> **Source data**
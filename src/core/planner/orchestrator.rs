//! Plan orchestration: validate the manual plan term by term, then project
//! the rest of the degree.

use super::projection::{ProjectionConfig, ProjectionPlanner};
use super::validator::validate_semester;
use crate::core::error::{PlannerError, Result};
use crate::core::models::{
    AcademicHistory, Catalog, FullProjection, PlanRequest, SemesterCredits, ALREADY_GRADUATED,
};
use crate::core::sources::{CatalogSource, HistoryStore};
use std::collections::BTreeSet;
use tracing::{debug, error, info};

/// Run a full simulation on already-fetched data.
///
/// This is the pure core of [`PlanOrchestrator::generate_projection`]: it
/// reads `catalog` and `history` without modifying them and either returns
/// the whole projection or the first failing term.
///
/// # Errors
/// Returns [`PlannerError::InvalidTerm`] for the first manual term that
/// breaks a rule; nothing from that term or later terms is committed.
pub fn simulate(
    catalog: &Catalog,
    history: &AcademicHistory,
    request: &PlanRequest,
) -> Result<FullProjection> {
    let mut simulated_approved = history.approved.clone();
    let failed: BTreeSet<String> = history
        .failed
        .iter()
        .chain(&request.simulated_fails)
        .cloned()
        .collect();

    debug!("Manual plan received: {} semesters", request.manual_plan.len());

    let mut total_credits_per_semester = Vec::with_capacity(request.manual_plan.len());
    for semester in &request.manual_plan {
        let label = semester.label();
        info!(
            "Validating semester {label} ({} courses)",
            semester.courses.len()
        );

        let validation = validate_semester(
            semester,
            catalog,
            &simulated_approved,
            &failed,
            request.max_credits_per_semester,
        );

        if let Some(reason) = validation.error {
            error!("Error in {label}: {reason}");
            return Err(PlannerError::InvalidTerm {
                term: label,
                reason,
            });
        }

        simulated_approved.extend(semester.courses.iter().cloned());
        debug!(
            "Semester {label} valid ({} credits)",
            validation.semester_credits
        );
        total_credits_per_semester.push(SemesterCredits {
            semester: label,
            credits: validation.semester_credits,
        });
    }

    info!("Projecting remaining courses");
    let first_projected = request
        .manual_plan
        .last()
        .map_or(request.start_term, |last| last.term().next_regular());

    let mut config = ProjectionConfig::new(request.max_credits_per_semester);
    if let Some(max_courses) = request.max_courses_per_semester {
        config = config.with_max_courses(max_courses);
    }
    let projection =
        ProjectionPlanner::new(catalog, config).project(&mut simulated_approved, first_projected);

    let mut full_plan = request.manual_plan.clone();
    full_plan.extend(projection.plan);

    let estimated_graduation = full_plan
        .last()
        .map_or_else(|| ALREADY_GRADUATED.to_string(), |term| term.label());

    info!("Projection generated. Estimated graduation: {estimated_graduation}");

    Ok(FullProjection {
        estimated_graduation,
        total_credits_per_semester,
        projected_credits_per_semester: projection.credits,
        full_plan,
        approved_courses: simulated_approved,
        pending_courses: projection.pending,
    })
}

/// Drives one projection request against the catalog and history collaborators
pub struct PlanOrchestrator<'a> {
    catalogs: &'a dyn CatalogSource,
    histories: &'a dyn HistoryStore,
}

impl<'a> PlanOrchestrator<'a> {
    /// Create an orchestrator over the given collaborators
    #[must_use]
    pub const fn new(catalogs: &'a dyn CatalogSource, histories: &'a dyn HistoryStore) -> Self {
        Self {
            catalogs,
            histories,
        }
    }

    /// Fetch the student's history and the career's catalog, then simulate
    /// the request.
    ///
    /// # Errors
    /// - [`PlannerError::UnknownCareer`] when the catalog cannot be resolved
    /// - [`PlannerError::InvalidTerm`] when a manual term breaks a rule
    /// - transport/store errors from the collaborators
    pub fn generate_projection(&self, request: &PlanRequest) -> Result<FullProjection> {
        info!(
            "Generating projection for student {}, career {}",
            request.student_id, request.career_code
        );

        let history = self.histories.get_history(&request.student_id)?;
        let catalog = self.catalogs.fetch_catalog(&request.career_code)?;

        simulate(&catalog, &history, request)
    }

    /// Courses of `career_code` the student has not approved yet
    ///
    /// # Errors
    /// Propagates collaborator errors
    pub fn pending_courses(&self, student_id: &str, career_code: &str) -> Result<Vec<String>> {
        info!("Computing pending courses of {student_id} for career {career_code}");
        let history = self.histories.get_history(student_id)?;
        let catalog = self.catalogs.fetch_catalog(career_code)?;
        Ok(crate::core::progress::pending_courses(&catalog, &history))
    }
}

#[cfg(test)]
mod tests {
    use super::*;
    use crate::core::error::TermRejection;
    use crate::core::models::{Course, Period, SemesterPlan, Term};
    use crate::core::sources::{InMemoryHistoryStore, StaticCatalogSource};

    fn catalog() -> Catalog {
        Catalog::from_courses(
            "ICCI",
            vec![
                Course::new("MAT001", "Cálculo I", 3),
                Course::new("PRG001", "Programación I", 4),
                Course::new("PRG002", "Programación II", 4).with_prerequisite("PRG001"),
            ],
        )
    }

    fn request() -> PlanRequest {
        PlanRequest::new("student-1", "ICCI", 10, Term::new(Period::S1, 2025))
    }

    #[test]
    fn test_manual_terms_then_projection() {
        let history = AcademicHistory::from_lists(["MAT001"], Vec::<&str>::new());
        let req = request().with_term(SemesterPlan::with_courses(Period::S1, 2025, ["PRG001"]));

        let projection = simulate(&catalog(), &history, &req).unwrap();

        assert_eq!(
            projection.total_credits_per_semester,
            vec![SemesterCredits {
                semester: "S1-2025".to_string(),
                credits: 4
            }]
        );
        assert_eq!(projection.full_plan.len(), 2);
        assert_eq!(projection.full_plan[1].label(), "S2-2025");
        assert_eq!(projection.full_plan[1].courses, vec!["PRG002"]);
        assert_eq!(projection.estimated_graduation, "S2-2025");
        assert!(projection.is_complete());
        // history snapshot untouched
        assert_eq!(history.approved.len(), 1);
    }

    #[test]
    fn test_invalid_term_aborts_without_partial_result() {
        let history = AcademicHistory::new();
        let req = request()
            .with_term(SemesterPlan::with_courses(Period::S1, 2025, ["PRG001"]))
            .with_term(SemesterPlan::with_courses(Period::S2, 2025, ["MAT001", "XYZ"]));

        let err = simulate(&catalog(), &history, &req).unwrap_err();
        match err {
            PlannerError::InvalidTerm { term, reason } => {
                assert_eq!(term, "S2-2025");
                assert_eq!(
                    reason,
                    TermRejection::UnknownCourse {
                        course: "XYZ".to_string()
                    }
                );
            }
            other => panic!("unexpected error: {other}"),
        }
    }

    #[test]
    fn test_simulated_fails_unlock_special_terms() {
        let history = AcademicHistory::new();
        let winter = SemesterPlan::with_courses(Period::I, 2025, ["MAT001"]);

        let plain = request().with_term(winter.clone());
        assert!(simulate(&catalog(), &history, &plain).is_err());

        let with_retake = request()
            .with_term(winter)
            .with_simulated_fails(["MAT001"]);
        let projection = simulate(&catalog(), &history, &with_retake).unwrap();
        // projection resumes in the regular term after winter
        assert_eq!(projection.full_plan[1].label(), "S2-2025");
    }

    #[test]
    fn test_already_graduated() {
        let history = AcademicHistory::from_lists(["MAT001", "PRG001", "PRG002"], Vec::<&str>::new());
        let projection = simulate(&catalog(), &history, &request()).unwrap();

        assert_eq!(projection.estimated_graduation, ALREADY_GRADUATED);
        assert!(projection.full_plan.is_empty());
        assert!(projection.pending_courses.is_empty());
    }

    #[test]
    fn test_empty_manual_plan_starts_at_start_term() {
        let history = AcademicHistory::new();
        let req = PlanRequest::new("s", "ICCI", 10, Term::new(Period::S2, 2026));

        let projection = simulate(&catalog(), &history, &req).unwrap();
        assert_eq!(projection.full_plan[0].label(), "S2-2026");
        assert!(projection.total_credits_per_semester.is_empty());
        assert_eq!(projection.projected_credits_per_semester[0].credits, 7);
    }

    #[test]
    fn test_orchestrator_uses_collaborators() {
        let catalogs = StaticCatalogSource::new().with_catalog(catalog());
        let histories = InMemoryHistoryStore::seeded([(
            "student-1",
            AcademicHistory::from_lists(["MAT001"], Vec::<&str>::new()),
        )]);
        let orchestrator = PlanOrchestrator::new(&catalogs, &histories);

        let projection = orchestrator.generate_projection(&request()).unwrap();
        assert!(projection.approved_courses.contains("MAT001"));
        assert_eq!(
            orchestrator.pending_courses("student-1", "ICCI").unwrap(),
            vec!["PRG001", "PRG002"]
        );

        let mut unknown = request();
        unknown.career_code = "NOPE".to_string();
        assert!(matches!(
            orchestrator.generate_projection(&unknown),
            Err(PlannerError::UnknownCareer(_))
        ));
    }
}
//! Rule checks for a single manually entered term
//!
//! Rules are applied course by course in the order the term lists them and
//! the first failure wins:
//! 1. The course must exist in the catalog
//! 2. Every prerequisite must already be approved
//! 3. I/V terms only admit courses the student has failed
//!
//! Once every course passes, the accumulated credits are checked against the
//! per-semester cap.

use crate::core::error::TermRejection;
use crate::core::models::{Catalog, SemesterPlan, ValidationResult};
use std::collections::BTreeSet;
use tracing::{debug, warn};

/// Validate one term against the catalog and the history simulated so far.
///
/// Neither set is modified; the caller commits the term's courses into the
/// approved set once the term is accepted.
#[must_use]
pub fn validate_semester(
    semester: &SemesterPlan,
    catalog: &Catalog,
    approved_so_far: &BTreeSet<String>,
    failed_so_far: &BTreeSet<String>,
    max_credits: u32,
) -> ValidationResult {
    let label = semester.label();
    debug!("Validating rules for semester {label}");

    // u64 so a term cannot wrap past the cap
    let mut semester_credits: u64 = 0;

    for code in &semester.courses {
        let Some(course) = catalog.get_course(code) else {
            warn!("Course not found: {code}");
            return ValidationResult::rejected(
                TermRejection::UnknownCourse {
                    course: code.clone(),
                },
                0,
            );
        };

        if let Some(missing) = course
            .prerequisites
            .iter()
            .find(|p| !approved_so_far.contains(*p))
        {
            warn!("Missing prerequisite {missing} for {code}");
            return ValidationResult::rejected(
                TermRejection::MissingPrerequisite {
                    prerequisite: missing.clone(),
                    course: code.clone(),
                },
                0,
            );
        }

        if semester.period.is_special() && !failed_so_far.contains(code) {
            warn!("Course {code} cannot be taken in {label}: not a retake");
            return ValidationResult::rejected(
                TermRejection::RetakeOnly {
                    course: code.clone(),
                },
                0,
            );
        }

        semester_credits += u64::from(course.credits);
    }

    let credits = u32::try_from(semester_credits).unwrap_or(u32::MAX);
    if semester_credits > u64::from(max_credits) {
        warn!("Semester {label} exceeds credit cap ({semester_credits} > {max_credits})");
        return ValidationResult::rejected(
            TermRejection::CreditCapExceeded {
                credits,
                max: max_credits,
            },
            credits,
        );
    }

    ValidationResult::accepted(credits)
}

#[cfg(test)]
mod tests {
    use super::*;
    use crate::core::models::{Course, Period};

    fn catalog() -> Catalog {
        Catalog::from_courses(
            "ICCI",
            vec![
                Course::new("MAT001", "Cálculo I", 3),
                Course::new("PRG001", "Programación I", 4),
                Course::new("PRG002", "Programación II", 4).with_prerequisite("PRG001"),
            ],
        )
    }

    fn set(codes: &[&str]) -> BTreeSet<String> {
        codes.iter().map(ToString::to_string).collect()
    }

    #[test]
    fn test_accepts_term_within_cap() {
        let term = SemesterPlan::with_courses(Period::S1, 2025, ["PRG001"]);
        let result = validate_semester(&term, &catalog(), &set(&["MAT001"]), &set(&[]), 10);
        assert!(result.is_valid());
        assert_eq!(result.semester_credits, 4);
    }

    #[test]
    fn test_unknown_course() {
        let term = SemesterPlan::with_courses(Period::S1, 2025, ["XYZ999"]);
        let result = validate_semester(&term, &catalog(), &set(&[]), &set(&[]), 10);
        assert_eq!(
            result.error,
            Some(TermRejection::UnknownCourse {
                course: "XYZ999".to_string()
            })
        );
        assert_eq!(result.semester_credits, 0);
    }

    #[test]
    fn test_missing_prerequisite() {
        let term = SemesterPlan::with_courses(Period::S1, 2025, ["PRG002"]);
        let result = validate_semester(&term, &catalog(), &set(&[]), &set(&[]), 10);
        assert_eq!(
            result.error.map(|e| e.to_string()),
            Some("missing prerequisite PRG001 for PRG002".to_string())
        );
        assert_eq!(result.semester_credits, 0);
    }

    #[test]
    fn test_prerequisite_in_same_term_does_not_count() {
        let term = SemesterPlan::with_courses(Period::S1, 2025, ["PRG001", "PRG002"]);
        let result = validate_semester(&term, &catalog(), &set(&[]), &set(&[]), 20);
        assert!(matches!(
            result.error,
            Some(TermRejection::MissingPrerequisite { .. })
        ));
    }

    #[test]
    fn test_special_term_requires_retake() {
        let term = SemesterPlan::with_courses(Period::I, 2025, ["PRG001"]);
        let result = validate_semester(&term, &catalog(), &set(&[]), &set(&[]), 10);
        assert!(matches!(result.error, Some(TermRejection::RetakeOnly { .. })));

        let summer = SemesterPlan::with_courses(Period::V, 2025, ["PRG001"]);
        let result = validate_semester(&summer, &catalog(), &set(&[]), &set(&["PRG001"]), 10);
        assert!(result.is_valid());
        assert_eq!(result.semester_credits, 4);
    }

    #[test]
    fn test_special_term_rule_applies_even_within_cap() {
        let term = SemesterPlan::with_courses(Period::V, 2025, ["MAT001"]);
        let result = validate_semester(&term, &catalog(), &set(&[]), &set(&["PRG001"]), 100);
        assert!(!result.is_valid());
    }

    #[test]
    fn test_credit_cap_reports_accumulated_credits() {
        let term = SemesterPlan::with_courses(Period::S1, 2025, ["PRG001", "MAT001"]);
        let result = validate_semester(&term, &catalog(), &set(&[]), &set(&[]), 5);
        assert_eq!(
            result.error.as_ref().map(ToString::to_string),
            Some("exceeds credit cap (7 > 5)".to_string())
        );
        assert_eq!(result.semester_credits, 7);
    }

    #[test]
    fn test_course_rule_wins_over_cap() {
        let term = SemesterPlan::with_courses(Period::S1, 2025, ["PRG001", "MAT001", "XYZ999"]);
        let result = validate_semester(&term, &catalog(), &set(&[]), &set(&[]), 1);
        assert!(matches!(result.error, Some(TermRejection::UnknownCourse { .. })));
        assert_eq!(result.semester_credits, 0);
    }

    #[test]
    fn test_empty_term_is_valid() {
        let term = SemesterPlan::new(Period::S2, 2025);
        let result = validate_semester(&term, &catalog(), &set(&[]), &set(&[]), 0);
        assert!(result.is_valid());
        assert_eq!(result.semester_credits, 0);
    }

    #[test]
    fn test_inputs_are_not_mutated() {
        let approved = set(&["MAT001"]);
        let term = SemesterPlan::with_courses(Period::S1, 2025, ["PRG001"]);
        let _ = validate_semester(&term, &catalog(), &approved, &set(&[]), 10);
        assert_eq!(approved, set(&["MAT001"]));
    }

    #[test]
    fn test_huge_credits_do_not_wrap_past_cap() {
        let catalog = Catalog::from_courses(
            "ICCI",
            vec![
                Course::new("A", "", 3),
                Course::new("HUGE", "", u32::MAX),
            ],
        );
        let term = SemesterPlan::with_courses(Period::S1, 2025, ["A", "HUGE"]);
        let result = validate_semester(&term, &catalog, &set(&[]), &set(&[]), 10);

        assert_eq!(
            result.error,
            Some(TermRejection::CreditCapExceeded {
                credits: u32::MAX,
                max: 10
            })
        );
        assert_eq!(result.semester_credits, u32::MAX);
    }
}
//! Academic history model

use serde::{Deserialize, Serialize};
use std::collections::BTreeSet;

/// Approved and failed course codes for one student.
///
/// A code may sit in both sets (failed once, approved on a retake). For
/// prerequisite purposes `approved` always wins; `failed` is only consulted
/// to decide whether a course may be taken in an I/V term.
#[derive(Debug, Clone, Default, PartialEq, Eq, Serialize, Deserialize)]
pub struct AcademicHistory {
    /// Approved course codes
    #[serde(default)]
    pub approved: BTreeSet<String>,
    /// Failed course codes
    #[serde(default)]
    pub failed: BTreeSet<String>,
}

impl AcademicHistory {
    /// Create an empty history
    #[must_use]
    pub const fn new() -> Self {
        Self {
            approved: BTreeSet::new(),
            failed: BTreeSet::new(),
        }
    }

    /// Build a history from plain lists, dropping duplicates
    #[must_use]
    pub fn from_lists<A, F, S>(approved: A, failed: F) -> Self
    where
        A: IntoIterator<Item = S>,
        F: IntoIterator<Item = S>,
        S: Into<String>,
    {
        Self {
            approved: approved.into_iter().map(Into::into).collect(),
            failed: failed.into_iter().map(Into::into).collect(),
        }
    }

    /// Whether `code` is approved
    #[must_use]
    pub fn is_approved(&self, code: &str) -> bool {
        self.approved.contains(code)
    }

    /// Whether `code` has been failed at least once
    #[must_use]
    pub fn has_failed(&self, code: &str) -> bool {
        self.failed.contains(code)
    }

    /// True when no course has been recorded
    #[must_use]
    pub fn is_empty(&self) -> bool {
        self.approved.is_empty() && self.failed.is_empty()
    }
}
use super::ResidualFactor;
use nalgebra::{DMatrix, DVector};
use taser_core::{Derivative, Real, SupportWindow, Vec3};

/// Accelerometer residual in a world-aligned body frame.
///
/// `weight * (x''(t) - gravity + bias - measured)`. With `with_bias` the last three
/// local parameters are the bias; otherwise the bias is zero.
#[derive(Debug, Clone)]
pub struct AccelerometerFactor {
    pub window: SupportWindow,
    pub measured: Vec3,
    pub gravity: Vec3,
    pub with_bias: bool,
    pub weight: Real,
}

impl ResidualFactor for AccelerometerFactor {
    fn residual_dim(&self) -> usize {
        3
    }

    fn num_params(&self) -> usize {
        self.window.num_params() + if self.with_bias { 3 } else { 0 }
    }

    fn residual(&self, params: &[Real]) -> DVector<Real> {
        let n = self.window.num_params();
        let acc = self.window.combine(&params[..n], Derivative::Second);
        let mut r = DVector::from_fn(3, |k, _| acc[k] - self.gravity[k] - self.measured[k]);
        if self.with_bias {
            for k in 0..3 {
                r[k] += params[n + k];
            }
        }
        r * self.weight
    }

    fn jacobian(&self, _params: &[Real]) -> Option<DMatrix<Real>> {
        let n = self.window.num_params();
        let mut j = DMatrix::zeros(3, self.num_params());
        j.view_mut((0, 0), (3, n))
            .copy_from(&self.window.jacobian(Derivative::Second));
        if self.with_bias {
            j.view_mut((0, n), (3, 3)).fill_with_identity();
        }
        Some(j * self.weight)
    }
}
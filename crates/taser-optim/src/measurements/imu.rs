use super::{BindContext, Measurement};
use crate::binding::ResidualBinding;
use crate::error::BindError;
use crate::factors::accelerometer::AccelerometerFactor;
use crate::sensors::SensorBlockId;
use taser_core::{Real, Vec3};

/// Standard gravity in a z-up world frame.
pub fn standard_gravity() -> Vec3 {
    Vec3::new(0.0, 0.0, -9.80665)
}

/// Accelerometer sample expressed in a world-aligned body frame.
#[derive(Debug, Clone, Copy, PartialEq)]
pub struct ImuMeasurement {
    pub t: Real,
    pub acceleration: Vec3,
    pub gravity: Vec3,
    /// Optional 3D bias block estimated alongside the trajectory.
    pub bias: Option<SensorBlockId>,
    pub weight: Real,
}

impl ImuMeasurement {
    pub fn new(t: Real, acceleration: Vec3) -> Self {
        Self {
            t,
            acceleration,
            gravity: standard_gravity(),
            bias: None,
            weight: 1.0,
        }
    }

    pub fn with_bias(mut self, bias: SensorBlockId) -> Self {
        self.bias = Some(bias);
        self
    }

    pub fn with_weight(mut self, weight: Real) -> Self {
        self.weight = weight;
        self
    }
}

impl Measurement for ImuMeasurement {
    fn timestamps(&self) -> Vec<Real> {
        vec![self.t]
    }

    fn bind(&self, ctx: &BindContext<'_>) -> Result<Vec<ResidualBinding>, BindError> {
        ctx.check_time(self.t)?;
        let window = ctx.window(self.t, Some(3))?;
        let mut params = BindContext::trajectory_refs(&window);
        if let Some(bias) = self.bias {
            params.extend(ctx.sensor_refs(bias, 3)?);
        }
        let factor = AccelerometerFactor {
            window,
            measured: self.acceleration,
            gravity: self.gravity,
            with_bias: self.bias.is_some(),
            weight: self.weight,
        };
        Ok(vec![ResidualBinding::new("imu", params, Box::new(factor))?])
    }
}
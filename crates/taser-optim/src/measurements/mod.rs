//! Timestamped measurements and their binding to trajectory parameters.
//!
//! A [`Measurement`] knows the times it constrains and how to produce residual bindings
//! against a trajectory. Binding is pure: it reads the trajectory's support windows and
//! lock-independent layout, never its values, and may be repeated safely.
//!
//! # Available Measurements
//!
//! - [`SimpleMeasurement`] - observes the full trajectory state
//! - [`PositionMeasurement`] - observes a 3D position
//! - [`CameraMeasurement`] - pixel observation of a known landmark
//! - [`ImuMeasurement`] - accelerometer sample, optionally with an estimated bias

mod camera;
mod imu;
mod position;
mod simple;

pub use camera::CameraMeasurement;
pub use imu::{standard_gravity, ImuMeasurement};
pub use position::PositionMeasurement;
pub use simple::SimpleMeasurement;

use crate::binding::{ParamRef, ResidualBinding};
use crate::error::BindError;
use crate::sensors::{SensorBlockId, SensorParams};
use taser_core::{Real, SupportWindow, Trajectory, TrajectoryError};

/// Everything a measurement may consult while binding.
pub struct BindContext<'a> {
    trajectory: &'a dyn Trajectory,
    sensors: &'a SensorParams,
}

impl<'a> BindContext<'a> {
    pub fn new(trajectory: &'a dyn Trajectory, sensors: &'a SensorParams) -> Self {
        Self {
            trajectory,
            sensors,
        }
    }

    pub fn trajectory(&self) -> &'a dyn Trajectory {
        self.trajectory
    }

    pub fn sensors(&self) -> &'a SensorParams {
        self.sensors
    }

    pub fn check_time(&self, t: Real) -> Result<(), BindError> {
        let valid = self.trajectory.valid_time();
        if valid.contains(t) {
            Ok(())
        } else {
            Err(TrajectoryError::OutsideValidTime { t, valid }.into())
        }
    }

    /// Support window at `t`, requiring a trajectory of dimension `dim` if given.
    pub fn window(&self, t: Real, dim: Option<usize>) -> Result<SupportWindow, BindError> {
        if let Some(expected) = dim {
            let got = self.trajectory.dim();
            if got != expected {
                return Err(BindError::DimensionMismatch { expected, got });
            }
        }
        Ok(self.trajectory.support_at(t)?)
    }

    pub fn trajectory_refs(window: &SupportWindow) -> Vec<ParamRef> {
        window
            .handles()
            .into_iter()
            .map(ParamRef::Trajectory)
            .collect()
    }

    /// All components of a sensor block, which must have dimension `dim`.
    pub fn sensor_refs(&self, id: SensorBlockId, dim: usize) -> Result<Vec<ParamRef>, BindError> {
        let block = self
            .sensors
            .get(id)
            .ok_or(BindError::UnknownSensorBlock(id))?;
        if block.values.len() != dim {
            return Err(BindError::DimensionMismatch {
                expected: dim,
                got: block.values.len(),
            });
        }
        Ok((0..dim).map(|i| ParamRef::Sensor(id, i)).collect())
    }
}

pub trait Measurement {
    /// Times constrained by this measurement.
    fn timestamps(&self) -> Vec<Real>;

    /// Produces the residual bindings of this measurement.
    ///
    /// Fails if any timestamp lies outside the trajectory's valid interval.
    fn bind(&self, ctx: &BindContext<'_>) -> Result<Vec<ResidualBinding>, BindError>;
}

impl<M: Measurement + ?Sized> Measurement for Box<M> {
    fn timestamps(&self) -> Vec<Real> {
        (**self).timestamps()
    }

    fn bind(&self, ctx: &BindContext<'_>) -> Result<Vec<ResidualBinding>, BindError> {
        (**self).bind(ctx)
    }
}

> **Exercise description**
Your answer must be the number of lines above that contain the word "sample", stated alone.

> **Output of the exercise**
2